Directions: State, as a number alone, how many lines of the data contain the string "Greater".

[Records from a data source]
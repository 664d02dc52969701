//! Attacks: named, fixed compositions of one die kind.
//!
//! An [`Attack`] never changes after creation. Every cast rolls a fresh working
//! [`DicePool`], so the extra die of an advantage roll exists only for that cast.

use crate::dice::{Advantage, DiceError, DieType};
use crate::pool::{DicePool, PoolRoll};
use crate::rng::RollSource;
use serde::{Deserialize, Serialize};
use std::fmt;
use uuid::Uuid;

/// Unique identifier for attacks.
#[derive(Debug, Clone, Copy, PartialEq, Eq, Hash, Serialize, Deserialize)]
pub struct AttackId(pub Uuid);

impl AttackId {
    pub fn new() -> Self {
        Self(Uuid::new_v4())
    }
}

impl Default for AttackId {
    fn default() -> Self {
        Self::new()
    }
}

impl fmt::Display for AttackId {
    fn fmt(&self, f: &mut fmt::Formatter<'_>) -> fmt::Result {
        write!(f, "{}", self.0)
    }
}

/// A named bundle of dice, e.g. Fireball = 8d6.
#[derive(Debug, Clone, Serialize)]
pub struct Attack {
    id: AttackId,
    name: String,
    die_type: DieType,
    count: u32,
}

impl Attack {
    pub fn new(name: impl Into<String>, die_type: DieType, count: u32) -> Result<Self, DiceError> {
        if count == 0 {
            return Err(DiceError::NoDice);
        }
        Ok(Self::from_parts(name, die_type, count))
    }

    pub(crate) fn from_parts(name: impl Into<String>, die_type: DieType, count: u32) -> Self {
        Self {
            id: AttackId::new(),
            name: name.into(),
            die_type,
            count,
        }
    }

    /// Create an attack from `NdS` notation (`8d6`, `d20`).
    pub fn from_notation(name: impl Into<String>, notation: &str) -> Result<Self, DiceError> {
        let (count, die_type) = parse_notation(notation)?;
        Self::new(name, die_type, count)
    }

    pub fn id(&self) -> AttackId {
        self.id
    }

    pub fn name(&self) -> &str {
        &self.name
    }

    pub fn die_type(&self) -> DieType {
        self.die_type
    }

    pub fn count(&self) -> u32 {
        self.count
    }

    pub fn notation(&self) -> String {
        format!("{}{}", self.count, self.die_type)
    }

    /// A fresh, unrolled pool with this attack's composition.
    pub fn working_pool(&self) -> DicePool {
        DicePool::filled(self.die_type, self.count)
    }

    pub fn roll_damage<R: RollSource + ?Sized>(&self, rng: &mut R) -> PoolRoll {
        self.roll_damage_as(Advantage::Normal, rng)
    }

    pub fn roll_damage_with_advantage<R: RollSource + ?Sized>(&self, rng: &mut R) -> PoolRoll {
        self.roll_damage_as(Advantage::Advantage, rng)
    }

    pub fn roll_damage_with_disadvantage<R: RollSource + ?Sized>(&self, rng: &mut R) -> PoolRoll {
        self.roll_damage_as(Advantage::Disadvantage, rng)
    }

    pub fn roll_damage_as<R: RollSource + ?Sized>(
        &self,
        advantage: Advantage,
        rng: &mut R,
    ) -> PoolRoll {
        self.working_pool().roll_with(advantage, rng)
    }
}

impl PartialEq for Attack {
    fn eq(&self, other: &Self) -> bool {
        self.id == other.id
    }
}

impl Eq for Attack {}

impl fmt::Display for Attack {
    fn fmt(&self, f: &mut fmt::Formatter<'_>) -> fmt::Result {
        write!(f, "{} ({})", self.name, self.notation())
    }
}

/// Parse single-kind dice notation into `(count, die type)`.
pub fn parse_notation(notation: &str) -> Result<(u32, DieType), DiceError> {
    let s = notation.trim().to_lowercase();
    if s.is_empty() {
        return Err(DiceError::NoDice);
    }

    let d_pos = s
        .find('d')
        .ok_or_else(|| DiceError::InvalidNotation(notation.to_string()))?;
    let count_str = &s[..d_pos];
    let sides_str = &s[d_pos + 1..];

    let count: u32 = if count_str.is_empty() {
        1
    } else {
        count_str
            .parse()
            .map_err(|_| DiceError::InvalidNotation(notation.to_string()))?
    };
    if count == 0 {
        return Err(DiceError::NoDice);
    }

    let sides: u32 = sides_str
        .parse()
        .map_err(|_| DiceError::InvalidNotation(notation.to_string()))?;
    let die_type = DieType::from_sides(sides).ok_or(DiceError::InvalidDieSize(sides))?;

    Ok((count, die_type))
}
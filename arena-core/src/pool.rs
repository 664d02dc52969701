//! Dice pools and the advantage/disadvantage roll algorithm.
//!
//! A [`DicePool`] holds dice of one kind plus an append-only history of
//! [`RollSnapshot`]s. Snapshot 0 is the unrolled state; every [`DicePool::roll`]
//! appends one. Removing dice only touches the live pool, never the history.

use crate::dice::{Advantage, DiceError, Die, DieType};
use crate::rng::RollSource;
use serde::{Deserialize, Serialize};
use std::cmp::Ordering;
use std::fmt;

/// Immutable record of a pool's dice at one point in time.
#[derive(Debug, Clone, PartialEq, Eq, Serialize, Deserialize)]
pub struct RollSnapshot {
    pub die_type: DieType,
    pub values: Vec<u32>,
}

impl RollSnapshot {
    fn capture(die_type: DieType, dice: &[Die]) -> Self {
        Self {
            die_type,
            values: dice.iter().map(Die::rolled).collect(),
        }
    }

    pub fn total(&self) -> u32 {
        self.values.iter().sum()
    }

    pub fn len(&self) -> usize {
        self.values.len()
    }

    pub fn is_empty(&self) -> bool {
        self.values.is_empty()
    }
}

impl fmt::Display for RollSnapshot {
    fn fmt(&self, f: &mut fmt::Formatter<'_>) -> fmt::Result {
        let values: Vec<String> = self.values.iter().map(|v| v.to_string()).collect();
        write!(
            f,
            "{}{}, [{}]",
            self.values.len(),
            self.die_type,
            values.join(", ")
        )
    }
}

/// Result of rolling a pool once, with or without advantage.
#[derive(Debug, Clone, PartialEq, Eq, Serialize, Deserialize)]
pub struct PoolRoll {
    pub die_type: DieType,
    pub advantage: Advantage,
    /// Every value rolled, in pool order (including the extra die).
    pub rolls: Vec<u32>,
    /// The value discarded by advantage or disadvantage.
    pub dropped: Option<u32>,
    pub kept: Vec<u32>,
    pub total: u32,
}

impl PoolRoll {
    /// Format the dice for display, dropped die in parentheses.
    pub fn dice_display(&self) -> String {
        let mut dropped = self.dropped;
        let shown: Vec<String> = self
            .rolls
            .iter()
            .map(|&roll| {
                if dropped == Some(roll) {
                    dropped = None;
                    format!("({roll})")
                } else {
                    roll.to_string()
                }
            })
            .collect();
        format!("[{}]", shown.join(", "))
    }
}

impl fmt::Display for PoolRoll {
    fn fmt(&self, f: &mut fmt::Formatter<'_>) -> fmt::Result {
        write!(f, "{} = {}", self.dice_display(), self.total)
    }
}

/// An ordered collection of same-kind dice with a roll history.
#[derive(Debug, Clone, Serialize, Deserialize)]
pub struct DicePool {
    die_type: DieType,
    dice: Vec<Die>,
    history: Vec<RollSnapshot>,
}

impl DicePool {
    /// Create `count` unrolled dice of one kind.
    pub fn new(die_type: DieType, count: u32) -> Result<Self, DiceError> {
        if count == 0 {
            return Err(DiceError::NoDice);
        }
        Ok(Self::filled(die_type, count))
    }

    /// Build a pool from existing dice, which must all share a kind.
    pub fn from_dice(dice: Vec<Die>) -> Result<Self, DiceError> {
        let die_type = dice.first().ok_or(DiceError::NoDice)?.die_type;
        if let Some(other) = dice.iter().find(|d| d.die_type != die_type) {
            return Err(DiceError::MixedDieTypes {
                expected: die_type,
                found: other.die_type,
            });
        }
        let history = vec![RollSnapshot::capture(die_type, &dice)];
        Ok(Self {
            die_type,
            dice,
            history,
        })
    }

    pub(crate) fn filled(die_type: DieType, count: u32) -> Self {
        let dice: Vec<Die> = (0..count).map(|_| Die::new(die_type)).collect();
        let history = vec![RollSnapshot::capture(die_type, &dice)];
        Self {
            die_type,
            dice,
            history,
        }
    }

    pub fn die_type(&self) -> DieType {
        self.die_type
    }

    pub fn len(&self) -> usize {
        self.dice.len()
    }

    pub fn is_empty(&self) -> bool {
        self.dice.is_empty()
    }

    pub fn iter(&self) -> impl Iterator<Item = &Die> {
        self.dice.iter()
    }

    pub fn history(&self) -> &[RollSnapshot] {
        &self.history
    }

    /// Roll every die, record a snapshot, and return the new values.
    pub fn roll<R: RollSource + ?Sized>(&mut self, rng: &mut R) -> Vec<u32> {
        let values: Vec<u32> = self.dice.iter_mut().map(|d| d.roll(rng)).collect();
        self.history.push(RollSnapshot::capture(self.die_type, &self.dice));
        values
    }

    /// Append `count` unrolled dice. Does not roll and does not snapshot.
    pub fn add_dice(&mut self, count: u32) {
        self.dice.extend((0..count).map(|_| Die::new(self.die_type)));
    }

    /// Remove the die with the lowest rolled value (first one on ties).
    pub fn remove_lowest(&mut self) -> Result<Die, DiceError> {
        self.take_extreme(Ordering::Less).ok_or(DiceError::EmptyPool)
    }

    /// Remove the die with the highest rolled value (first one on ties).
    pub fn remove_highest(&mut self) -> Result<Die, DiceError> {
        self.take_extreme(Ordering::Greater).ok_or(DiceError::EmptyPool)
    }

    /// Remove the first die that beats every other die in direction `wanted`.
    fn take_extreme(&mut self, wanted: Ordering) -> Option<Die> {
        let mut best: Option<usize> = None;
        for (i, die) in self.dice.iter().enumerate() {
            match best {
                Some(b) if die.cmp(&self.dice[b]) != wanted => {}
                _ => best = Some(i),
            }
        }
        best.map(|i| self.dice.remove(i))
    }

    /// The latest snapshot.
    pub fn current_roll(&self) -> &RollSnapshot {
        // history always holds the construction snapshot
        &self.history[self.history.len() - 1]
    }

    pub fn previous_roll(&self) -> Result<&RollSnapshot, DiceError> {
        let n = self.history.len();
        if n < 2 {
            return Err(DiceError::InsufficientHistory { snapshots: n });
        }
        Ok(&self.history[n - 2])
    }

    pub fn current_total(&self) -> u32 {
        self.current_roll().total()
    }

    pub fn previous_total(&self) -> Result<u32, DiceError> {
        self.previous_roll().map(RollSnapshot::total)
    }

    /// Sum of the live dice, which differs from `current_total` after a removal.
    pub fn live_total(&self) -> u32 {
        self.dice.iter().map(Die::rolled).sum()
    }

    /// Roll the pool with the given advantage.
    ///
    /// Advantage adds one die, rolls everything, and drops the lowest;
    /// disadvantage drops the highest. The pool keeps its extra die removed,
    /// so its size is unchanged afterwards.
    pub fn roll_with<R: RollSource + ?Sized>(
        &mut self,
        advantage: Advantage,
        rng: &mut R,
    ) -> PoolRoll {
        let dropped = match advantage {
            Advantage::Normal => {
                self.roll(rng);
                None
            }
            Advantage::Advantage => {
                self.add_dice(1);
                self.roll(rng);
                self.take_extreme(Ordering::Less)
            }
            Advantage::Disadvantage => {
                self.add_dice(1);
                self.roll(rng);
                self.take_extreme(Ordering::Greater)
            }
        };

        PoolRoll {
            die_type: self.die_type,
            advantage,
            rolls: self.current_roll().values.clone(),
            dropped: dropped.map(|d| d.rolled()),
            kept: self.dice.iter().map(Die::rolled).collect(),
            total: self.live_total(),
        }
    }

    /// One line per snapshot, oldest first.
    pub fn history_display(&self) -> String {
        self.history
            .iter()
            .map(|s| s.to_string())
            .collect::<Vec<_>>()
            .join("\n")
    }
}

impl fmt::Display for DicePool {
    fn fmt(&self, f: &mut fmt::Formatter<'_>) -> fmt::Result {
        write!(f, "{}", self.current_roll())
    }
}

#[cfg(test)]
mod tests {
    use super::*;
    use crate::rng::GameRng;
    use crate::testing::ScriptedRolls;

    #[test]
    fn test_new_requires_dice() {
        assert_eq!(DicePool::new(DieType::D6, 0).unwrap_err(), DiceError::NoDice);
        let pool = DicePool::new(DieType::D6, 3).unwrap();
        assert_eq!(pool.len(), 3);
        assert_eq!(pool.history().len(), 1);
        assert_eq!(pool.current_total(), 0);
        assert_eq!(pool.to_string(), "3d6, [0, 0, 0]");
    }

    #[test]
    fn test_from_dice_rejects_mixed_kinds() {
        assert_eq!(DicePool::from_dice(vec![]).unwrap_err(), DiceError::NoDice);
        let err = DicePool::from_dice(vec![Die::new(DieType::D6), Die::new(DieType::D8)])
            .unwrap_err();
        assert_eq!(
            err,
            DiceError::MixedDieTypes {
                expected: DieType::D6,
                found: DieType::D8
            }
        );
    }

    #[test]
    fn test_roll_appends_snapshot() {
        let mut rng = ScriptedRolls::new().with_rolls([3, 4, 2, 5, 6, 6, 1, 1]);
        let mut pool = DicePool::new(DieType::D6, 4).unwrap();

        assert_eq!(pool.roll(&mut rng), vec![3, 4, 2, 5]);
        assert_eq!(pool.history().len(), 2);
        assert_eq!(pool.current_total(), 14);
        assert_eq!(pool.previous_total(), Ok(0));

        pool.roll(&mut rng);
        assert_eq!(pool.history().len(), 3);
        assert_eq!(pool.current_total(), 14);
        assert_eq!(pool.previous_total(), Ok(14));
        assert_eq!(pool.previous_roll().unwrap().values, vec![3, 4, 2, 5]);
    }

    #[test]
    fn test_previous_total_needs_two_snapshots() {
        let pool = DicePool::new(DieType::D4, 1).unwrap();
        assert_eq!(
            pool.previous_total(),
            Err(DiceError::InsufficientHistory { snapshots: 1 })
        );
    }

    #[test]
    fn test_add_dice_does_not_snapshot() {
        let mut pool = DicePool::new(DieType::D8, 2).unwrap();
        pool.add_dice(3);
        assert_eq!(pool.len(), 5);
        assert_eq!(pool.history().len(), 1);
        assert!(pool.iter().all(|d| d.rolled() == 0));
    }

    #[test]
    fn test_remove_until_empty() {
        let mut rng = ScriptedRolls::new().with_rolls([5, 2]);
        let mut pool = DicePool::new(DieType::D6, 2).unwrap();
        pool.roll(&mut rng);

        assert_eq!(pool.remove_lowest().unwrap().rolled(), 2);
        assert_eq!(pool.remove_highest().unwrap().rolled(), 5);
        assert!(pool.is_empty());
        assert_eq!(pool.remove_lowest().unwrap_err(), DiceError::EmptyPool);
        // History is untouched by removals
        assert_eq!(pool.current_roll().values, vec![5, 2]);
    }

    #[test]
    fn test_remove_takes_first_on_ties() {
        let mut rng = ScriptedRolls::new().with_rolls([4, 1, 6, 1, 6]);
        let mut pool = DicePool::new(DieType::D6, 5).unwrap();
        pool.roll(&mut rng);

        pool.remove_lowest().unwrap();
        let left: Vec<u32> = pool.iter().map(Die::rolled).collect();
        assert_eq!(left, vec![4, 6, 1, 6]);

        pool.remove_highest().unwrap();
        let left: Vec<u32> = pool.iter().map(Die::rolled).collect();
        assert_eq!(left, vec![4, 1, 6]);
    }

    #[test]
    fn test_roll_with_advantage_drops_lowest() {
        let mut rng = ScriptedRolls::new().with_rolls([2, 6, 1]);
        let mut pool = DicePool::new(DieType::D6, 2).unwrap();
        let roll = pool.roll_with(Advantage::Advantage, &mut rng);

        assert_eq!(roll.rolls, vec![2, 6, 1]);
        assert_eq!(roll.dropped, Some(1));
        assert_eq!(roll.kept, vec![2, 6]);
        assert_eq!(roll.total, 8);
        assert_eq!(pool.len(), 2);
        assert_eq!(roll.to_string(), "[2, 6, (1)] = 8");
    }

    #[test]
    fn test_roll_with_disadvantage_drops_highest() {
        let mut rng = ScriptedRolls::new().with_rolls([2, 6, 6]);
        let mut pool = DicePool::new(DieType::D6, 2).unwrap();
        let roll = pool.roll_with(Advantage::Disadvantage, &mut rng);

        assert_eq!(roll.dropped, Some(6));
        assert_eq!(roll.kept, vec![2, 6]);
        assert_eq!(roll.total, 8);
        assert_eq!(roll.dice_display(), "[2, (6), 6]");
    }

    #[test]
    fn test_advantage_totals_match_definition() {
        let mut rng = GameRng::new(99);
        for _ in 0..500 {
            let mut pool = DicePool::new(DieType::D10, 3).unwrap();
            let adv = pool.roll_with(Advantage::Advantage, &mut rng);
            let sum: u32 = adv.rolls.iter().sum();
            assert_eq!(adv.rolls.len(), 4);
            assert_eq!(adv.total, sum - adv.rolls.iter().min().unwrap());

            let mut pool = DicePool::new(DieType::D10, 3).unwrap();
            let dis = pool.roll_with(Advantage::Disadvantage, &mut rng);
            let sum: u32 = dis.rolls.iter().sum();
            assert_eq!(dis.total, sum - dis.rolls.iter().max().unwrap());
        }
    }

    #[test]
    fn test_history_display() {
        let mut rng = ScriptedRolls::new().with_rolls([1, 2]);
        let mut pool = DicePool::new(DieType::D4, 2).unwrap();
        pool.roll(&mut rng);
        assert_eq!(pool.history_display(), "2d4, [0, 0]\n2d4, [1, 2]");
    }
}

Exercise output: 2